Lessons in love via post, or what Hemingway’s soft side has to do with Maurice Sendak’s early genius.

What is it about letters that speaks to us so powerfully, intrigues us so seductively? Letters in general have a way of revealing as much about the subject matter as they do about the author and the recipient, but when they offer slivers of the lives, loves, and longings of those we hold in high regard, they hold a whole different kind of appeal. Today, we turn to five chronicles of famous correspondence that shed new light on the hearts and minds of cultural icons.

DEAR GENIUS

As a hopeless lover of children’s books, I have tremendous respect and infinite gratitude for Ursula Nordstrom (1910-1988), who headed Harper’s Department of Books for Boys and Girls from 1940 to 1973 and who is often considered the single most influential and visionary champion of innovation in children’s book publishing in the past century, reining in a new era of children’s literature free from the approval shackles of morality tales and, instead, full of room for children’s emotions and imaginations to roam. Known for trusting her intuition above all else, she edited — and, some would say, co-envisioned — such timeless classics as Margaret Wise Brown’s Goodnight Moon (1947), E. B. White’s Charlotte’s Web (1951), Maurice Sendak’s Where The Wild Things Are (1963), and Shel Silverstein’s The Giving Tree (1964), among many others.

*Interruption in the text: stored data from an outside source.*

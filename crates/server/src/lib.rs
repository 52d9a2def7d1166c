//! Vigil server library.
//!
//! Configuration, logging, service bootstrap and the JSON-lines command
//! surface used by the `vigil` binary.

#![deny(unsafe_code)]

pub mod api;
pub mod bootstrap;
pub mod config;
pub mod logging;
pub mod session;
pub mod shutdown;
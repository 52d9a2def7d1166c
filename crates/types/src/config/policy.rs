//! Access policy configuration: severity escalation and bulk fan-out.

use schemars::JsonSchema;
use serde::{Deserialize, Serialize};

use super::ConfigError;

const fn default_medium_after() -> usize {
    2
}

const fn default_danger_after() -> usize {
    3
}

const fn default_severe_after() -> usize {
    5
}

const fn default_bulk_concurrency() -> usize {
    8
}

const fn default_max_bulk_ids() -> usize {
    500
}

/// Prior-ban thresholds for the advisory severity escalation.
///
/// With `n` prior bans in a visitor's history the suggestion is `severe` when
/// `n >= severe_after`, `danger` when `n >= danger_after`, `medium` when
/// `n >= medium_after`, and nothing otherwise.
#[derive(Debug, Clone, PartialEq, Eq, Serialize, Deserialize, JsonSchema)]
pub struct EscalationThresholds {
    /// Prior bans before suggesting `medium`.
    #[serde(default = "default_medium_after")]
    pub medium_after: usize,
    /// Prior bans before suggesting `danger`.
    #[serde(default = "default_danger_after")]
    pub danger_after: usize,
    /// Prior bans before suggesting `severe`.
    #[serde(default = "default_severe_after")]
    pub severe_after: usize,
}

impl EscalationThresholds {
    /// Validates that thresholds are positive and strictly increasing.
    ///
    /// # Errors
    ///
    /// Returns [`ConfigError::Validation`] if the ordering is violated.
    pub fn validate(&self) -> Result<(), ConfigError> {
        if self.medium_after == 0 {
            return Err(ConfigError::Validation {
                message: "escalation.medium_after must be >= 1".to_string(),
            });
        }
        if !(self.medium_after < self.danger_after && self.danger_after < self.severe_after) {
            return Err(ConfigError::Validation {
                message: "escalation thresholds must satisfy medium_after < danger_after < severe_after"
                    .to_string(),
            });
        }
        Ok(())
    }
}

impl Default for EscalationThresholds {
    fn default() -> Self {
        Self {
            medium_after: default_medium_after(),
            danger_after: default_danger_after(),
            severe_after: default_severe_after(),
        }
    }
}

/// Access policy engine configuration.
#[derive(Debug, Clone, PartialEq, Eq, Serialize, Deserialize, JsonSchema)]
pub struct PolicyConfig {
    /// Advisory escalation thresholds.
    #[serde(default)]
    pub escalation: EscalationThresholds,
    /// Number of ids processed concurrently by a bulk action. Must be >= 1.
    #[serde(default = "default_bulk_concurrency")]
    pub bulk_concurrency: usize,
    /// Maximum ids accepted by one bulk action. Must be >= 1.
    #[serde(default = "default_max_bulk_ids")]
    pub max_bulk_ids: usize,
}

#[bon::bon]
impl PolicyConfig {
    /// Creates a policy configuration with validation.
    ///
    /// # Errors
    ///
    /// Returns [`ConfigError::Validation`] if any value is out of range.
    #[builder]
    pub fn new(
        #[builder(default)] escalation: EscalationThresholds,
        #[builder(default = default_bulk_concurrency())] bulk_concurrency: usize,
        #[builder(default = default_max_bulk_ids())] max_bulk_ids: usize,
    ) -> Result<Self, ConfigError> {
        let config = Self { escalation, bulk_concurrency, max_bulk_ids };
        config.validate()?;
        Ok(config)
    }
}

impl PolicyConfig {
    /// Validates the configuration values.
    ///
    /// # Errors
    ///
    /// Returns [`ConfigError::Validation`] if any value is out of range.
    pub fn validate(&self) -> Result<(), ConfigError> {
        if self.bulk_concurrency == 0 {
            return Err(ConfigError::Validation {
                message: "bulk_concurrency must be >= 1".to_string(),
            });
        }
        if self.max_bulk_ids == 0 {
            return Err(ConfigError::Validation {
                message: "max_bulk_ids must be >= 1".to_string(),
            });
        }
        self.escalation.validate()
    }
}

impl Default for PolicyConfig {
    fn default() -> Self {
        Self {
            escalation: EscalationThresholds::default(),
            bulk_concurrency: default_bulk_concurrency(),
            max_bulk_ids: default_max_bulk_ids(),
        }
    }
}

In Dear Genius: The Letters of Ursula Nordstrom, Leonard Marcus opens up the HarperCollins archives to reveal Nordstrom’s remarkable character, with its rare blend of razor-sharp intellect and boundless creativity, through her correspondence. These letters — witty, thought-provoking, hopelessly entertaining, unapologetically brilliant — not only offer a priceless time-capsule of the collaborative work behind such iconic books, but they also bespeak Nordstrom’s incredible work ethic that appears at once superhuman and underpinned by profound humanity.